═════ Raw data ═════

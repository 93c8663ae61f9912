//! Dataset acquisition
//!
//! Downloads the pacemaker X-ray dataset from Kaggle via the `kaggle` CLI and
//! lays out the on-disk structure the training pipeline expects:
//!
//! ```text
//! raw_dir/Train/<class>/...   (from the Kaggle archive)
//! raw_dir/Test/<class>/...
//! train_dir -> raw_dir/Train  (symlink)
//! test_dir  -> raw_dir/Test   (symlink)
//! ```
//!
//! Credentials are checked before anything touches the network; a failed
//! check is fatal with remediation instructions in the error message.

use std::path::Path;
use std::process::Command;

use colored::Colorize;
use tracing::info;

use crate::config::DataConfig;
use crate::dataset::loader::XrayDataset;
use crate::error::{PacemakerError, Result};

const CREDENTIAL_HINT: &str = "Set up Kaggle API credentials: place your API token at ~/.kaggle/kaggle.json \
     (from https://www.kaggle.com/account, then chmod 600), or export both \
     KAGGLE_USERNAME and KAGGLE_KEY";

/// Verify Kaggle credentials are available
///
/// Accepts either `~/.kaggle/kaggle.json` or the KAGGLE_USERNAME/KAGGLE_KEY
/// environment variable pair.
pub fn check_credentials() -> Result<()> {
    if std::env::var("KAGGLE_USERNAME").is_ok() && std::env::var("KAGGLE_KEY").is_ok() {
        return Ok(());
    }

    if let Some(home) = std::env::var_os("HOME") {
        let token = Path::new(&home).join(".kaggle").join("kaggle.json");
        if token.is_file() {
            return Ok(());
        }
    }

    Err(PacemakerError::Credential(CREDENTIAL_HINT.to_string()))
}

/// Download and unpack the dataset archive into `raw_dir`
pub fn download_archive(kaggle_dataset: &str, raw_dir: &Path) -> Result<()> {
    if kaggle_dataset.is_empty() {
        return Err(PacemakerError::Config(
            "data.kaggle_dataset must be set to download".to_string(),
        ));
    }

    std::fs::create_dir_all(raw_dir)?;

    info!("Downloading Kaggle dataset '{}'", kaggle_dataset);
    println!("  Downloading {} (this may take a few minutes)", kaggle_dataset);

    let output = Command::new("kaggle")
        .args(["datasets", "download", "-d", kaggle_dataset, "--unzip", "-p"])
        .arg(raw_dir)
        .output()
        .map_err(|e| {
            PacemakerError::Download(format!(
                "failed to run the kaggle CLI ({}); is it installed and on PATH?",
                e
            ))
        })?;

    if !output.status.success() {
        return Err(PacemakerError::Download(format!(
            "kaggle CLI exited with {}: {}",
            output.status,
            String::from_utf8_lossy(&output.stderr).trim()
        )));
    }

    Ok(())
}

/// Create the train/test view directories as symlinks into the raw layout
///
/// Stale symlinks are replaced; a real directory at a view path is never
/// deleted.
pub fn setup_split_views(raw_dir: &Path, train_dir: &Path, test_dir: &Path) -> Result<()> {
    let raw_train = raw_dir.join("Train");
    let raw_test = raw_dir.join("Test");

    for split in [&raw_train, &raw_test] {
        if !split.is_dir() {
            return Err(PacemakerError::DirectoryMissing {
                path: split.clone(),
                hint: "The Kaggle archive should contain Train/ and Test/ directories; \
                       check the download completed"
                    .to_string(),
            });
        }
    }

    link_view(&raw_train, train_dir)?;
    link_view(&raw_test, test_dir)?;

    Ok(())
}

fn link_view(target: &Path, link: &Path) -> Result<()> {
    if link.symlink_metadata().is_ok() {
        if link.symlink_metadata()?.file_type().is_symlink() {
            std::fs::remove_file(link)?;
        } else {
            return Err(PacemakerError::Dataset(format!(
                "'{}' exists and is not a symlink; refusing to replace it",
                link.display()
            )));
        }
    }

    if let Some(parent) = link.parent() {
        std::fs::create_dir_all(parent)?;
    }

    #[cfg(unix)]
    std::os::unix::fs::symlink(target, link)?;
    #[cfg(windows)]
    std::os::windows::fs::symlink_dir(target, link)?;

    info!("{} -> {}", link.display(), target.display());
    Ok(())
}

/// Full download flow: credentials, archive, directory views, summary
pub fn run_download(data: &DataConfig) -> Result<()> {
    println!("{}", "=== Dataset Download & Setup ===".cyan().bold());

    check_credentials()?;
    download_archive(&data.kaggle_dataset, &data.raw_dir)?;
    setup_split_views(&data.raw_dir, &data.train_dir, &data.test_dir)?;

    let train = XrayDataset::new(&data.train_dir)?;
    let test = XrayDataset::new(&data.test_dir)?;
    train.print_stats("Train");
    test.print_stats("Test");

    println!("{}", "Dataset ready".green().bold());
    Ok(())
}

#[cfg(test)]
mod tests {
    use super::*;
    use std::fs;

    #[test]
    fn test_setup_views_requires_raw_splits() {
        let dir = tempfile::tempdir().unwrap();
        let raw = dir.path().join("raw");
        fs::create_dir_all(raw.join("Train")).unwrap();
        // No Test directory

        let result = setup_split_views(&raw, &dir.path().join("train"), &dir.path().join("test"));
        assert!(matches!(
            result,
            Err(PacemakerError::DirectoryMissing { .. })
        ));
    }

    #[cfg(unix)]
    #[test]
    fn test_setup_views_creates_symlinks() {
        let dir = tempfile::tempdir().unwrap();
        let raw = dir.path().join("raw");
        fs::create_dir_all(raw.join("Train")).unwrap();
        fs::create_dir_all(raw.join("Test")).unwrap();

        let train = dir.path().join("train");
        let test = dir.path().join("test");
        setup_split_views(&raw, &train, &test).unwrap();

        assert!(train.symlink_metadata().unwrap().file_type().is_symlink());
        assert_eq!(fs::read_link(&train).unwrap(), raw.join("Train"));

        // Re-running replaces the stale link without error
        setup_split_views(&raw, &train, &test).unwrap();
    }

    #[cfg(unix)]
    #[test]
    fn test_setup_views_refuses_real_directory() {
        let dir = tempfile::tempdir().unwrap();
        let raw = dir.path().join("raw");
        fs::create_dir_all(raw.join("Train")).unwrap();
        fs::create_dir_all(raw.join("Test")).unwrap();

        let train = dir.path().join("train");
        fs::create_dir_all(&train).unwrap();

        let result = setup_split_views(&raw, &train, &dir.path().join("test"));
        assert!(matches!(result, Err(PacemakerError::Dataset(_))));
    }

    #[test]
    fn test_download_requires_slug() {
        let dir = tempfile::tempdir().unwrap();
        let result = download_archive("", dir.path());
        assert!(matches!(result, Err(PacemakerError::Config(_))));
    }
}
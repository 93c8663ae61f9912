//! Evaluation metrics
//!
//! Computes accuracy, mean loss and macro-averaged precision from prediction
//! and target vectors collected during an evaluation pass.

/// Metrics for a single evaluation pass over a split
#[derive(Debug, Clone, PartialEq)]
pub struct Metrics {
    /// Fraction of correctly classified samples (0.0 - 1.0)
    pub accuracy: f64,
    /// Mean cross-entropy loss over the split
    pub loss: f64,
    /// Macro-averaged precision over all classes
    pub precision: f64,
    /// Number of samples evaluated
    pub num_samples: usize,
}

impl Metrics {
    /// Compute metrics from predicted and true class indices
    ///
    /// Precision is macro-averaged over `num_classes`; a class that was never
    /// predicted contributes zero to the average.
    pub fn from_predictions(
        predictions: &[usize],
        targets: &[usize],
        num_classes: usize,
        mean_loss: f64,
    ) -> Self {
        let num_samples = predictions.len().min(targets.len());
        if num_samples == 0 || num_classes == 0 {
            return Self {
                accuracy: 0.0,
                loss: mean_loss,
                precision: 0.0,
                num_samples: 0,
            };
        }

        let confusion = confusion_matrix(predictions, targets, num_classes);

        let correct: usize = (0..num_classes).map(|c| confusion[c][c]).sum();
        let accuracy = correct as f64 / num_samples as f64;

        let mut precision_sum = 0.0;
        for class in 0..num_classes {
            let tp = confusion[class][class];
            let predicted: usize = (0..num_classes).map(|t| confusion[class][t]).sum();
            if predicted > 0 {
                precision_sum += tp as f64 / predicted as f64;
            }
        }
        let precision = precision_sum / num_classes as f64;

        Self {
            accuracy,
            loss: mean_loss,
            precision,
            num_samples,
        }
    }
}

/// Confusion matrix indexed as `[predicted][actual]`
fn confusion_matrix(predictions: &[usize], targets: &[usize], num_classes: usize) -> Vec<Vec<usize>> {
    let mut matrix = vec![vec![0usize; num_classes]; num_classes];
    for (&pred, &target) in predictions.iter().zip(targets.iter()) {
        if pred < num_classes && target < num_classes {
            matrix[pred][target] += 1;
        }
    }
    matrix
}

#[cfg(test)]
mod tests {
    use super::*;

    #[test]
    fn test_perfect_predictions() {
        let predictions = vec![0, 1, 2, 0, 1];
        let targets = vec![0, 1, 2, 0, 1];
        let metrics = Metrics::from_predictions(&predictions, &targets, 3, 0.1);

        assert!((metrics.accuracy - 1.0).abs() < 1e-9);
        assert!((metrics.precision - 1.0).abs() < 1e-9);
        assert_eq!(metrics.num_samples, 5);
    }

    #[test]
    fn test_known_confusion() {
        // Class 0: predicted 3 times, 2 correct. Class 1: predicted once, correct.
        let predictions = vec![0, 0, 0, 1];
        let targets = vec![0, 0, 1, 1];
        let metrics = Metrics::from_predictions(&predictions, &targets, 2, 0.5);

        assert!((metrics.accuracy - 0.75).abs() < 1e-9);
        // Macro precision: (2/3 + 1/1) / 2
        let expected = (2.0 / 3.0 + 1.0) / 2.0;
        assert!((metrics.precision - expected).abs() < 1e-9);
        assert!((metrics.loss - 0.5).abs() < 1e-9);
    }

    #[test]
    fn test_empty_input() {
        let metrics = Metrics::from_predictions(&[], &[], 4, 0.0);
        assert_eq!(metrics.num_samples, 0);
        assert_eq!(metrics.accuracy, 0.0);
    }

    #[test]
    fn test_never_predicted_class_counts_zero() {
        //3 classes, class 2 never predicted
        let predictions = vec![0, 0, 1, 1];
        let targets = vec![0, 2, 1, 2];
        let metrics = Metrics::from_predictions(&predictions, &targets, 3, 0.0);

        let expected = (0.5 + 0.5 + 0.0) / 3.0;
        assert!((metrics.precision - expected).abs() < 1e-9);
    }
}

═════

* **Your objective**
What you return must be an exact retyping of the lines above starting at the line with "if pred < num_classes" and ending at the line with "let predictions = vec![0, 1, 2, 0, 1];", and nothing besides.

* **Written reply**
        if pred < num_classes && target < num_classes {
            matrix[pred][target] += 1;
        }
    }
    matrix
}

#[cfg(test)]
mod tests {
    use super::*;

    #[test]
    fn test_perfect_predictions() {
        let predictions = vec![0, 1, 2, 0, 1];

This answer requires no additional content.